Work order.
Which lines in the data below contain the string "parse"? Show each one.

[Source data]
use crate::domain::{Establishment, NewFeedback, Rating, UserEmail};
use crate::email::{templates, Email};
use crate::routes::{non_blank, ApiError, ApplicationBaseUrl};
use crate::store::Store;
use anyhow::{anyhow, Context};
use rocket::serde::json::Json;
use rocket::State;
use std::sync::Arc;
use uuid::Uuid;

#[derive(serde::Deserialize)]
#[serde(rename_all = "camelCase")]
pub struct FeedbackBody {
    rating: Option<String>,
    comment: Option<String>,
    establishment_slug: Option<String>,
}

#[derive(serde::Serialize, serde::Deserialize, Debug)]
pub struct FeedbackAccepted {
    pub success: bool,
    pub message: String,
}

#[tracing::instrument(
    name = "Receiving feedback",
    skip(body, store, email_client, base_url),
    fields(request_id = %Uuid::new_v4())
)]
#[post("/feedback", data = "<body>")]
pub async fn submit_feedback(
    body: Json<FeedbackBody>,
    store: &State<Arc<dyn Store>>,
    email_client: &State<Arc<dyn Email>>,
    base_url: &State<ApplicationBaseUrl>,
) -> Result<Json<FeedbackAccepted>, ApiError> {
    let body = body.into_inner();
    let (rating, slug) = match (non_blank(body.rating), non_blank(body.establishment_slug)) {
        (Some(rating), Some(slug)) => (rating, slug),
        _ => {
            return Err(ApiError::Validation(
                "Avaliação e estabelecimento são obrigatórios".to_string(),
            ))
        }
    };
    let rating: Rating = rating.parse().map_err(ApiError::Validation)?;

    let establishment = store
        .find_establishment_by_slug(&slug)
        .await
        .context("Failed to look up the establishment by slug.")?
        .ok_or_else(|| ApiError::NotFound("Estabelecimento não encontrado".to_string()))?;

    let feedback = store
        .insert_feedback(NewFeedback::new(rating, body.comment, establishment.id))
        .await
        .context("Failed to store the feedback.")?;

    if feedback.rating == Rating::Bad {
        if let Err(e) = send_negative_feedback_alert(
            email_client.inner().as_ref(),
            &establishment,
            feedback.comment_text(),
            &base_url.0,
        )
        .await
        {
            tracing::error!(
                error.cause_chain = ?e,
                establishment_id = %establishment.id,
                "Failed to send the negative feedback alert"
            );
        }
    }

    Ok(Json(FeedbackAccepted {
        success: true,
        message: "Feedback enviado com sucesso".to_string(),
    }))
}

#[tracing::instrument(
    name = "Sending a negative feedback alert",
    skip(email_client, establishment, comment, base_url),
    fields(establishment_id = %establishment.id)
)]
async fn send_negative_feedback_alert(
    email_client: &dyn Email,
    establishment: &Establishment,
    comment: Option<&str>,
    base_url: &str,
) -> Result<(), anyhow::Error> {
    let recipient = UserEmail::parse(establishment.alert_email.clone())
        .map_err(|e| anyhow!(e))
        .context("The alert e-mail on file is invalid.")?;
    let content = templates::negative_feedback_alert(&establishment.name, comment, base_url);
    email_client
        .send_content(&recipient, &content)
        .await
        .context("Failed to send the negative feedback alert.")
}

Response area.
    let rating: Rating = rating.parse().map_err(ApiError::Validation)?;
    let recipient = UserEmail::parse(establishment.alert_email.clone())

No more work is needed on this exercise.